The lines wanted run from the first one below through the one with "pub mod utils;". Return them exactly.
----------
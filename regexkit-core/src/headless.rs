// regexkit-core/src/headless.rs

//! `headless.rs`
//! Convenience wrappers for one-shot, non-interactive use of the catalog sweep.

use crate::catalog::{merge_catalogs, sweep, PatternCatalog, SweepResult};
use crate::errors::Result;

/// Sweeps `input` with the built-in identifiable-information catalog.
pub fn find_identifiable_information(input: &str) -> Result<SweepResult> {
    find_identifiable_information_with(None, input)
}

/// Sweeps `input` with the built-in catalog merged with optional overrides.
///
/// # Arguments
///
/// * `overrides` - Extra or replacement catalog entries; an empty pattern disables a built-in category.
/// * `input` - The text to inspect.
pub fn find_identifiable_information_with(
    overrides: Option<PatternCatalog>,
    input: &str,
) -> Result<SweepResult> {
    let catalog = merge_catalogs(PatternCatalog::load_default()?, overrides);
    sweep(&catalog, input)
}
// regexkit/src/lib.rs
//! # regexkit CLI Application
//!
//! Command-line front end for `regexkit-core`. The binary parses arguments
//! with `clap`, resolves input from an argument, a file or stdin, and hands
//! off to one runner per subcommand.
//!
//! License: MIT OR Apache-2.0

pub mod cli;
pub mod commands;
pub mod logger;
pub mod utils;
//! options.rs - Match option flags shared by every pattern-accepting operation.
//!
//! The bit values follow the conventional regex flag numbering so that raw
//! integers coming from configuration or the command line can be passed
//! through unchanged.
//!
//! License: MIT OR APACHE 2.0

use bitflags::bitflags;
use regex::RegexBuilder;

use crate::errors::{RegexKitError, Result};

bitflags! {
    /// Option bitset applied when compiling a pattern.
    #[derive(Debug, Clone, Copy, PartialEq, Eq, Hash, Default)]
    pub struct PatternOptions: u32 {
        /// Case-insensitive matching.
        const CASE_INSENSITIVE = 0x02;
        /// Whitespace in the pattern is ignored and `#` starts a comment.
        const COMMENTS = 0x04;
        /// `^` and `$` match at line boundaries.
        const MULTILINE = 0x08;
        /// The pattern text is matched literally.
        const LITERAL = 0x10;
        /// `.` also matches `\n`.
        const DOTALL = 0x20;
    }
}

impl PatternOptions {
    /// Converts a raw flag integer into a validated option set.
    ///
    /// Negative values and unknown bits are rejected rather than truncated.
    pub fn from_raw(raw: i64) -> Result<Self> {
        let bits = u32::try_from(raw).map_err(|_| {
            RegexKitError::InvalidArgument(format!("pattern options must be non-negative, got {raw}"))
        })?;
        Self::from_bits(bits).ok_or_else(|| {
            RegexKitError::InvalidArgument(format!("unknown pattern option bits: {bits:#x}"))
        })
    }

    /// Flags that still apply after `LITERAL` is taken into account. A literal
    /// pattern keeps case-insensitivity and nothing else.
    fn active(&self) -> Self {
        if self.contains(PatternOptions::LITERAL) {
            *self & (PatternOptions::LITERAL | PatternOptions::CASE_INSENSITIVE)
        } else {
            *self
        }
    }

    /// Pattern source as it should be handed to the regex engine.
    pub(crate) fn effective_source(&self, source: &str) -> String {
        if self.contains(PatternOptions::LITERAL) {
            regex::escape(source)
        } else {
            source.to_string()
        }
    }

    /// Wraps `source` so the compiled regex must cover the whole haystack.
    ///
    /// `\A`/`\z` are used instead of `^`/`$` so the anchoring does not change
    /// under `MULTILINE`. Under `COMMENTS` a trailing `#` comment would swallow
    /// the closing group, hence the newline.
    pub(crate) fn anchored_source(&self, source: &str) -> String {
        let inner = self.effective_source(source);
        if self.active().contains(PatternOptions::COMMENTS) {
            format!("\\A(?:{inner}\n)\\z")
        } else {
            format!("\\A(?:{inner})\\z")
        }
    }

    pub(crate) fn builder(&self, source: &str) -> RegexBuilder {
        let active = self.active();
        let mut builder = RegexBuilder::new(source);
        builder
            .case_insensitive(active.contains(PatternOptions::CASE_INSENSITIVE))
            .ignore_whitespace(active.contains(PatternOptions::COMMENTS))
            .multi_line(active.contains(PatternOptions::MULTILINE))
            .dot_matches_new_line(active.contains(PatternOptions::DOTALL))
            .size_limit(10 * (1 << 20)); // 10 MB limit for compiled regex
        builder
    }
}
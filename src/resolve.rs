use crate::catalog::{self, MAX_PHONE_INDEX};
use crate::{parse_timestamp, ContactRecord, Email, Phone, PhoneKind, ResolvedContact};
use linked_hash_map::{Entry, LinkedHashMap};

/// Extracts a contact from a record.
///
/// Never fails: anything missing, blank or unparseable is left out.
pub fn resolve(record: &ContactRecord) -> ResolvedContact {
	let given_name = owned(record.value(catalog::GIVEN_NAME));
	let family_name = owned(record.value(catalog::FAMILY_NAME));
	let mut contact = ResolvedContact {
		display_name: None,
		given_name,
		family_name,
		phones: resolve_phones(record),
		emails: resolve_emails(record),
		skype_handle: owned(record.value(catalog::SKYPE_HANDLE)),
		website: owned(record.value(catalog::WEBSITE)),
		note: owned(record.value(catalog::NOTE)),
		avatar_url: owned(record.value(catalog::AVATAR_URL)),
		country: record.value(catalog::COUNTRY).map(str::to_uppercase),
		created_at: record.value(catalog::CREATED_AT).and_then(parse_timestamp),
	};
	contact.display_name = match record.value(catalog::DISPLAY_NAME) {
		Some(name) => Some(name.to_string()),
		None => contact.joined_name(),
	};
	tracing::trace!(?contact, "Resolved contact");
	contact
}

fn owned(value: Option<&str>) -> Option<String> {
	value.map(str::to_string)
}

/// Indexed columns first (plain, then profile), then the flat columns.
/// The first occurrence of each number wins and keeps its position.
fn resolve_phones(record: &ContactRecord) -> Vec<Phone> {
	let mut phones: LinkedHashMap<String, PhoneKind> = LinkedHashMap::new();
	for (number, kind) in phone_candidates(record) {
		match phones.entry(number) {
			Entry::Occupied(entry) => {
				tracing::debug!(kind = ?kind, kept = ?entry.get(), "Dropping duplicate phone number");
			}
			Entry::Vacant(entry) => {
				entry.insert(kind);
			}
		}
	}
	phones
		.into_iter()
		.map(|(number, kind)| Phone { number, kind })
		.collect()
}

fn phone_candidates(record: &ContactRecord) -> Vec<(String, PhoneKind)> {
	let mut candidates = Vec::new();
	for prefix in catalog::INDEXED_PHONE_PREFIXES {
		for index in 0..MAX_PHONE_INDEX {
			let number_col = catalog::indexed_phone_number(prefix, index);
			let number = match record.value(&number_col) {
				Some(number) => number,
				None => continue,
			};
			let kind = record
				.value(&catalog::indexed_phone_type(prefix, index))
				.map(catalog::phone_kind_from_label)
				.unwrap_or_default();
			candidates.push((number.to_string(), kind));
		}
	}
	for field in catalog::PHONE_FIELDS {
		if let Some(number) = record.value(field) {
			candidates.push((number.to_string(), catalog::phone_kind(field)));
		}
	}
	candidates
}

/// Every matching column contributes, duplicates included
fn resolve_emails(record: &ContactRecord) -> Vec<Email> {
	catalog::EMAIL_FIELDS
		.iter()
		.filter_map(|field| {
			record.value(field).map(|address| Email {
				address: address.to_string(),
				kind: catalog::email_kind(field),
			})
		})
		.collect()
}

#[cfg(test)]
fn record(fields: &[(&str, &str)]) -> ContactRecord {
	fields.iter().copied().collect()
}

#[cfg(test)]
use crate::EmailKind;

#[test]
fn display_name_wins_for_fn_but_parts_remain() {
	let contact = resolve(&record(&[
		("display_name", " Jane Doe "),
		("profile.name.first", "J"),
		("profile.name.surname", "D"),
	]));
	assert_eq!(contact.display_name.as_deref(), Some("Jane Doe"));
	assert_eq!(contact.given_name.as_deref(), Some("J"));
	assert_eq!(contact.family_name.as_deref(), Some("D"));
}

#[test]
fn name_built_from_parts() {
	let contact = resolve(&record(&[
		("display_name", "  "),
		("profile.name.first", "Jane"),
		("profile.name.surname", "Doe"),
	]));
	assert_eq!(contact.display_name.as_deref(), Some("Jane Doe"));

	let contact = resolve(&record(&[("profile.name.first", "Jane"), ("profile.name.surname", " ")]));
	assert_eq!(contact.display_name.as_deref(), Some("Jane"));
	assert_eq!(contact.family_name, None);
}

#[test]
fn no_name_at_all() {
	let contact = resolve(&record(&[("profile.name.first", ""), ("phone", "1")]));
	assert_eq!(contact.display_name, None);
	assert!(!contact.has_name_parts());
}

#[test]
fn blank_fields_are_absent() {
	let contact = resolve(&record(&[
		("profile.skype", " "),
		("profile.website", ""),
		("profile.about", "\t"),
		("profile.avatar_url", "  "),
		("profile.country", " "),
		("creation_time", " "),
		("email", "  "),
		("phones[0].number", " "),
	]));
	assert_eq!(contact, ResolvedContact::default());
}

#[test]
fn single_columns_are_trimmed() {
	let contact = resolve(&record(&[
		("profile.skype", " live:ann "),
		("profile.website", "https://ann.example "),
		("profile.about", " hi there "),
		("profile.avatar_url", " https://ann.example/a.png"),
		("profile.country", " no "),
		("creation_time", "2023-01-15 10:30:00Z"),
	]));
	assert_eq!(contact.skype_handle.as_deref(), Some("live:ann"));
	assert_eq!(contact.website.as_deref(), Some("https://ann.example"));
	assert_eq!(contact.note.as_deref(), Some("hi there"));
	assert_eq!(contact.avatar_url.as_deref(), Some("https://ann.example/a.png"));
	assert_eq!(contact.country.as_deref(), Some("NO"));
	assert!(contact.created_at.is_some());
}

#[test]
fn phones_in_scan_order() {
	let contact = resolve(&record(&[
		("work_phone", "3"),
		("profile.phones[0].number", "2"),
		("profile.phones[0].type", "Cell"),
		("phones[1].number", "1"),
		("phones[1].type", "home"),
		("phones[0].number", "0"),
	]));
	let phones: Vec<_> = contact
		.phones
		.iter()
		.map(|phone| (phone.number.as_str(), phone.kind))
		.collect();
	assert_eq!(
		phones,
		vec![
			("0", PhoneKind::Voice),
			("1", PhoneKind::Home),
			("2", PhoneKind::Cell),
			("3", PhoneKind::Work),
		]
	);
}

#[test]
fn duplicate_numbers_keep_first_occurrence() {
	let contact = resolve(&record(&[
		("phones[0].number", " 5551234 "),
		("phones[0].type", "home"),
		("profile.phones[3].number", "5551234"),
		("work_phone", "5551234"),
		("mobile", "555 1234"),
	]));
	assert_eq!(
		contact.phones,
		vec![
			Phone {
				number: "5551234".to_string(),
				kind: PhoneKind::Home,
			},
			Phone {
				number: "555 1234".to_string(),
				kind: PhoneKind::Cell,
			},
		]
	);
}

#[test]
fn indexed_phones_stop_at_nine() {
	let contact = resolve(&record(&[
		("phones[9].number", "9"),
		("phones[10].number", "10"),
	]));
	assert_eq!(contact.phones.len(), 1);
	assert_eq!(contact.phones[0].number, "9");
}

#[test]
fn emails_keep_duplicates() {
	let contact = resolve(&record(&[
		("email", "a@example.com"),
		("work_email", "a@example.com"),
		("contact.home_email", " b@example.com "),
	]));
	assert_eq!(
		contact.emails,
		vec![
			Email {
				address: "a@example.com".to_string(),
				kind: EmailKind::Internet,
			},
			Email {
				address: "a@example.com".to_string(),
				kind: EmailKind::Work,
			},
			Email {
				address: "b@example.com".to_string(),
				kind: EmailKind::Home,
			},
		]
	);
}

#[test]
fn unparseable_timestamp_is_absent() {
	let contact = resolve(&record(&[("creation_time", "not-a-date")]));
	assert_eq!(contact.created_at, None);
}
----------
> [Solution]
filename regexkit-core/src/headless.rs
// regexkit-core/src/headless.rs

//! `headless.rs`
//! Convenience wrappers for one-shot, non-interactive use of the catalog sweep.

use crate::catalog::{merge_catalogs, sweep, PatternCatalog, SweepResult};
use crate::errors::Result;

/// Sweeps `input` with the built-in identifiable-information catalog.
pub fn find_identifiable_information(input: &str) -> Result<SweepResult> {
    find_identifiable_information_with(None, input)
}

/// Sweeps `input` with the built-in catalog merged with optional overrides.
///
/// # Arguments
///
/// * `overrides` - Extra or replacement catalog entries; an empty pattern disables a built-in category.
/// * `input` - The text to inspect.
pub fn find_identifiable_information_with(
    overrides: Option<PatternCatalog>,
    input: &str,
) -> Result<SweepResult> {
    let catalog = merge_catalogs(PatternCatalog::load_default()?, overrides);
    sweep(&catalog, input)
}
// regexkit/src/lib.rs
//! # regexkit CLI Application
//!
//! Command-line front end for `regexkit-core`. The binary parses arguments
//! with `clap`, resolves input from an argument, a file or stdin, and hands
//! off to one runner per subcommand.
//!
//! License: MIT OR Apache-2.0

pub mod cli;
pub mod commands;
pub mod logger;
pub mod utils;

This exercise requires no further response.